Ein Top-Meteorologe übt harsche Kritik an der Wetterberichterstattung des ORF in Niederösterreich. Der Grund: Kurz vor einer drohenden Hochwasserkatastrophe bezeichnete ein TV-Moderator des ORF das Wetter als „relativ fad“. „Wenn Menschen in NÖ sterben, hat sie auch der ORF auf dem Gewissen“, warnte der Experte vor einer gefährlichen Verharmlosung.
Freitagfrüh wurde von der Österreichischen Unwetterzentrale in einigen österreichischen Regionen die höchste Warnstufe ausgerufen. In Niederösterreich, Oberösterreich, der Steiermark und auch in Wien begann der Tag mit starkem und teils gefrierendem Regen.
Keine Erwähnung von drohendem Hochwasser
Im Wetterbericht von „Niederösterreich Heute“ von Donnerstagabend ist von dieser dramatischen Lage nichts zu merken. „Brrr ... ganz schön kalt“, steigt Moderator Clemens Krautzer launig in den Beitrag ein. In Teilen Niederösterreichs seien insgesamt 300 Liter pro Quadratmeter zu erwarten. „Das ist ordentlich viel“, erklärt er lapidar.
Meteorologe Jörg Kachelmann bezeichnete die Verantwortlichen bei ORF Niederösterreich daraufhin als „VerbrecherInnen“ und verlinkte den Beitrag:
Auch die Landeswarnzentrale in Niederösterreich sieht die Situation dagegen etwas. Es wurde die höchste Hochwasserwarnstufe 3 ausgegeben. Doch von drohenden Überschwemmungen ist in dem ORF-Beitrag nichts zu hören.
„Die tun so, als ob 300 Millimeter Regen nur eine kleine Inkonvenienz seien, kein Wort von den Auswirkungen und ein kleiner Schmäh dazu, ist ja bald vorbei“, ärgert sich Kachelmann, dass die Bevölkerung in dem Bericht von ORF NÖ zu wenig vor den Folgen der Wassermengen gewarnt wird.
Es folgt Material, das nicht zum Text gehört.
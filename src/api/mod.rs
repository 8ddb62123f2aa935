// ============================================================================
// API MODULE — the hosted multimodal model boundary
// ============================================================================
//
// Architecture:
//   compose.rs   — ordered content-part assembly (pure; per-mode ordering)
//   types.rs     — serde wire types for generateContent requests/responses
//   interpret.rs — response extraction + the GenerateError taxonomy
//   client.rs    — ImageModel trait + blocking GeminiClient implementation
// ============================================================================

pub mod client;
pub mod compose;
pub mod interpret;
pub mod types;

pub use client::{GeminiClient, ImageModel, ModelRequest};
pub use compose::Part;
pub use interpret::GenerateError;
use eframe::egui;

use studiofe::api::client::GeminiClient;
use studiofe::app::StudioApp;
use studiofe::{log_err, logger};

fn main() -> Result<(), eframe::Error> {
    // Initialize session log (overwrites the previous session's file)
    logger::init();

    // The API credential is required up front: a missing key is a startup
    // error, not something to discover after the first submission.
    let model = match GeminiClient::from_env() {
        Ok(client) => client,
        Err(message) => {
            log_err!("{}", message);
            eprintln!("StudioFE: {}", message);
            std::process::exit(1);
        }
    };

    let options = eframe::NativeOptions {
        viewport: egui::ViewportBuilder::default()
            .with_inner_size([1280.0, 800.0])
            .with_min_inner_size([900.0, 600.0])
            .with_title("StudioFE"),
        ..Default::default()
    };

    eframe::run_native(
        "StudioFE",
        options,
        Box::new(|cc| Box::new(StudioApp::new(cc, model))),
    )
}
Mancherorts drohen bis zu 30-jährliche Hochwasserereignisse
Laut Prognose ist an der Donau ein fünfjährliches (HQ5) bis zehnjährliches (HQ10) Hochwasserereignis zu erwarten. An den Zubringerflüssen könnten sich sogar bis zu 30-jährliche Ereignisse (HQ30) ereignen – in manchen Gegenden könnte es auch heftiger zugehen.
In diesen Beiträgen sieht man Vorbereitungen der Feuerwehren in Grafenwörth und Grub am Wienerwald:
In gefährdeten Regionen, wie etwa in Melk, wurden bereits Hunderte Sandsäcke vorbereitet, um gegen die Wassermassen gerüstet zu sein. Mehrere für das Wochenende geplante Veranstaltungen wurden abgesagt, unter ihnen ist auch der Wachau-Marathon.
ORF NÖ kontert: „Wetter seit Tagen Thema“
Der ORF in Niederösterreich verteidigte sich zu den Vorwürfen: „Die bedrohliche Wettersituation in Niederösterreich und im Rest des Landes ist seit Tagen in allen Medien des ORF NÖ Thema“, hieß es von ORF-Landesdirektor Alexander Hofer. So habe man einen Liveeinstieg aus Zöbing gemacht, wo sich die Feuerwehr auf Schlimmes eingestellt hatte. Zudem sei über die Absage des Wachau-Marathons berichtet worden.